## Activity
Report back every line of the entries that contains "TodoItemUpdatedEvent", exactly as written.

Records from a dataset:
##########

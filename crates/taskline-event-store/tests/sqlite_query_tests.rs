//! Integration tests for the cross-stream query engine.

mod common;

use serde::Deserialize;
use uuid::Uuid;

use taskline_core::registry::EventTypeRegistry;
use taskline_core::search::SearchCriteria;
use taskline_core::store::{EventQuery, EventQueryExt, EventStore, ExpectedVersion};
use taskline_event_store::SqliteEventStore;

async fn seed_two_todoitems(store: &SqliteEventStore) {
    store
        .append_events(
            "todoitem-1",
            &[
                common::envelope("TodoItemCreatedEvent", common::at(1)),
                common::envelope("TodoItemUpdatedEvent", common::at(2)),
            ],
            ExpectedVersion::Any,
        )
        .await
        .unwrap();
    store
        .append_events(
            "todoitem-2",
            &[common::envelope("TodoItemCreatedEvent", common::at(3))],
            ExpectedVersion::Any,
        )
        .await
        .unwrap();
    store
        .append_events(
            "tag-1",
            &[common::envelope("TagCreatedEvent", common::at(4))],
            ExpectedVersion::Any,
        )
        .await
        .unwrap();
}

// --- events_by_type ---

#[tokio::test]
async fn test_events_by_type_groups_per_stream() {
    let store = common::store().await;
    seed_two_todoitems(&store).await;

    let groups = store
        .events_by_type("TodoItemCreatedEvent", None, None)
        .await
        .unwrap();

    assert_eq!(groups.len(), 2);
    assert_eq!(groups[0].stream_name, "todoitem-1");
    assert_eq!(groups[0].events.len(), 1);
    assert_eq!(groups[0].events[0].event_type, "TodoItemCreatedEvent");
    assert_eq!(groups[1].stream_name, "todoitem-2");
    assert_eq!(groups[1].events.len(), 1);
}

#[tokio::test]
async fn test_events_by_type_group_version_is_subset_max() {
    let store = common::store().await;
    seed_two_todoitems(&store).await;

    let groups = store
        .events_by_type("TodoItemCreatedEvent", None, None)
        .await
        .unwrap();

    // todoitem-1 is at version 2, but only its Created event (version 1)
    // matches, so the group reports 1.
    assert_eq!(groups[0].stream_name, "todoitem-1");
    assert_eq!(groups[0].version, 1);
    assert_eq!(store.stream_version("todoitem-1").await.unwrap(), 2);
}

#[tokio::test]
async fn test_events_by_type_respects_time_bounds() {
    let store = common::store().await;
    seed_two_todoitems(&store).await;

    let groups = store
        .events_by_type(
            "TodoItemCreatedEvent",
            Some(common::at(2)),
            Some(common::at(4)),
        )
        .await
        .unwrap();

    assert_eq!(groups.len(), 1);
    assert_eq!(groups[0].stream_name, "todoitem-2");
}

#[tokio::test]
async fn test_events_by_type_with_no_matches_is_empty() {
    let store = common::store().await;
    seed_two_todoitems(&store).await;

    let groups = store
        .events_by_type("TodoItemDeletedEvent", None, None)
        .await
        .unwrap();

    assert!(groups.is_empty());
}

// --- events_by_aggregate ---

#[tokio::test]
async fn test_events_by_aggregate_matches_prefix_dash() {
    let store = common::store().await;
    seed_two_todoitems(&store).await;

    let groups = store
        .events_by_aggregate("todoitem", None, None)
        .await
        .unwrap();

    assert_eq!(groups.len(), 2);
    assert_eq!(groups[0].stream_name, "todoitem-1");
    assert_eq!(groups[0].events.len(), 2);
    assert_eq!(groups[1].stream_name, "todoitem-2");
}

#[tokio::test]
async fn test_events_by_aggregate_requires_the_full_type_segment() {
    let store = common::store().await;
    seed_two_todoitems(&store).await;

    // "todo-" is not a prefix of "todoitem-1".
    let groups = store.events_by_aggregate("todo", None, None).await.unwrap();

    assert!(groups.is_empty());
}

// --- all_events + registry replay ---

#[derive(Debug, Deserialize, PartialEq)]
struct TaggedPayload {
    tag: String,
}

#[derive(Debug, PartialEq)]
enum KnownEvent {
    TodoItemCreated(TaggedPayload),
    TagCreated(TaggedPayload),
}

fn registry() -> EventTypeRegistry<KnownEvent> {
    let mut registry = EventTypeRegistry::new();
    registry.register_with("TodoItemCreatedEvent", |payload| {
        serde_json::from_value::<TaggedPayload>(payload.clone()).map(KnownEvent::TodoItemCreated)
    });
    registry.register_with("TagCreatedEvent", |payload| {
        serde_json::from_value::<TaggedPayload>(payload.clone()).map(KnownEvent::TagCreated)
    });
    registry
}

#[tokio::test]
async fn test_all_events_ordered_by_timestamp_across_streams() {
    let store = common::store().await;
    seed_two_todoitems(&store).await;

    let records = store.all_events(None, None).await.unwrap();

    assert_eq!(records.len(), 4);
    let timestamps: Vec<_> = records.iter().map(|e| e.occurred_at).collect();
    let mut sorted = timestamps.clone();
    sorted.sort();
    assert_eq!(timestamps, sorted);
    assert_eq!(records[0].stream_name, "todoitem-1");
    assert_eq!(records[3].stream_name, "tag-1");
}

#[tokio::test]
async fn test_all_events_time_bounds_are_inclusive() {
    let store = common::store().await;
    seed_two_todoitems(&store).await;

    let records = store
        .all_events(Some(common::at(2)), Some(common::at(3)))
        .await
        .unwrap();

    assert_eq!(records.len(), 2);
    assert_eq!(records[0].occurred_at, common::at(2));
    assert_eq!(records[1].occurred_at, common::at(3));
}

#[tokio::test]
async fn test_replay_skips_unknown_types_and_reports_the_count() {
    let store = common::store().await;
    seed_two_todoitems(&store).await;
    store
        .append_events(
            "todoitem-1",
            &[common::envelope("LegacyImportedEvent", common::at(6))],
            ExpectedVersion::Any,
        )
        .await
        .unwrap();

    let replayed = store.replay_all(&registry(), None, None).await.unwrap();

    // TodoItemUpdatedEvent and LegacyImportedEvent are not registered.
    assert_eq!(replayed.skipped, 2);
    assert_eq!(replayed.events.len(), 3);
    assert_eq!(
        replayed.events[0],
        KnownEvent::TodoItemCreated(TaggedPayload {
            tag: "TodoItemCreatedEvent".to_owned()
        })
    );
}

#[tokio::test]
async fn test_replay_skips_undecodable_payloads() {
    let store = common::store().await;
    store
        .append_events(
            "todoitem-1",
            &[common::envelope_with_payload(
                "TodoItemCreatedEvent",
                serde_json::json!({"tag": 42}),
                common::at(1),
            )],
            ExpectedVersion::Any,
        )
        .await
        .unwrap();

    let records = store.all_events(None, None).await.unwrap();
    let replayed = registry().decode_all(&records);

    assert_eq!(replayed.skipped, 1);
    assert!(replayed.events.is_empty());
}

// --- search_events ---

#[tokio::test]
async fn test_search_by_stream_name() {
    let store = common::store().await;
    seed_two_todoitems(&store).await;

    let criteria = SearchCriteria {
        stream_name: Some("todoitem-1".to_owned()),
        ..SearchCriteria::default()
    };
    let groups = store.search_events(&criteria).await.unwrap();

    assert_eq!(groups.len(), 1);
    assert_eq!(groups[0].stream_name, "todoitem-1");
    assert_eq!(groups[0].events.len(), 2);
}

#[tokio::test]
async fn test_search_combines_filters_with_and() {
    let store = common::store().await;
    seed_two_todoitems(&store).await;

    let criteria = SearchCriteria {
        aggregate_type: Some("todoitem".to_owned()),
        event_type: Some("TodoItemCreatedEvent".to_owned()),
        occurred_to: Some(common::at(2)),
        ..SearchCriteria::default()
    };
    let groups = store.search_events(&criteria).await.unwrap();

    assert_eq!(groups.len(), 1);
    assert_eq!(groups[0].stream_name, "todoitem-1");
    assert_eq!(groups[0].events.len(), 1);
}

#[tokio::test]
async fn test_search_by_correlation_id() {
    let store = common::store().await;
    seed_two_todoitems(&store).await;
    let envelope = common::envelope("TodoItemUpdatedEvent", common::at(7));
    let correlation_id = envelope.metadata.correlation_id;
    store
        .append_events("todoitem-2", &[envelope], ExpectedVersion::Any)
        .await
        .unwrap();

    let criteria = SearchCriteria {
        correlation_id: Some(correlation_id),
        ..SearchCriteria::default()
    };
    let groups = store.search_events(&criteria).await.unwrap();

    assert_eq!(groups.len(), 1);
    assert_eq!(groups[0].stream_name, "todoitem-2");
    assert_eq!(groups[0].events.len(), 1);
    assert_eq!(
        groups[0].events[0].metadata.as_ref().unwrap().correlation_id,
        correlation_id
    );
}

#[tokio::test]
async fn test_search_unfiltered_returns_every_stream() {
    let store = common::store().await;
    seed_two_todoitems(&store).await;

    let groups = store.search_events(&SearchCriteria::any()).await.unwrap();

    assert_eq!(groups.len(), 3);
}

#[tokio::test]
async fn test_search_pagination_can_split_a_stream_across_pages() {
    let store = common::store().await;
    for i in 0..4_u32 {
        store
            .append_events(
                "todoitem-1",
                &[common::envelope("TodoItemUpdatedEvent", common::at(i))],
                ExpectedVersion::Any,
            )
            .await
            .unwrap();
    }

    let first_page = store
        .search_events(&SearchCriteria {
            take: Some(3),
            ..SearchCriteria::default()
        })
        .await
        .unwrap();
    let second_page = store
        .search_events(&SearchCriteria {
            skip: Some(3),
            take: Some(3),
            ..SearchCriteria::default()
        })
        .await
        .unwrap();

    // Pagination applies to raw records before grouping, so the stream's
    // events land on both pages.
    assert_eq!(first_page.len(), 1);
    assert_eq!(first_page[0].events.len(), 3);
    assert_eq!(second_page.len(), 1);
    assert_eq!(second_page[0].events.len(), 1);
    assert_eq!(second_page[0].events[0].version, 4);
}

#[tokio::test]
async fn test_search_skip_without_take_drops_the_head() {
    let store = common::store().await;
    seed_two_todoitems(&store).await;

    let groups = store
        .search_events(&SearchCriteria {
            skip: Some(3),
            ..SearchCriteria::default()
        })
        .await
        .unwrap();

    // Only the newest record (tag-1's) survives the skip.
    assert_eq!(groups.len(), 1);
    assert_eq!(groups[0].stream_name, "tag-1");
}

// --- event_metadata ---

#[tokio::test]
async fn test_event_metadata_round_trips() {
    let store = common::store().await;
    let envelope = common::envelope("TodoItemCreatedEvent", common::at(1));
    let event_id = envelope.event_id;
    let correlation_id = envelope.metadata.correlation_id;

    store
        .append_events("todoitem-1", &[envelope], ExpectedVersion::Any)
        .await
        .unwrap();

    let metadata = store.event_metadata(event_id).await.unwrap().unwrap();
    assert_eq!(metadata.event_id, event_id);
    assert_eq!(metadata.user_id, "alice");
    assert_eq!(metadata.correlation_id, correlation_id);
    assert_eq!(metadata.occurred_at, common::at(1));
}

#[tokio::test]
async fn test_event_metadata_for_unknown_event_is_none() {
    let store = common::store().await;

    assert!(store.event_metadata(Uuid::new_v4()).await.unwrap().is_none());
}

##########

## Your solution
                common::envelope("TodoItemUpdatedEvent", common::at(2)),
    // TodoItemUpdatedEvent and LegacyImportedEvent are not registered.
    let envelope = common::envelope("TodoItemUpdatedEvent", common::at(7));
                &[common::envelope("TodoItemUpdatedEvent", common::at(i))],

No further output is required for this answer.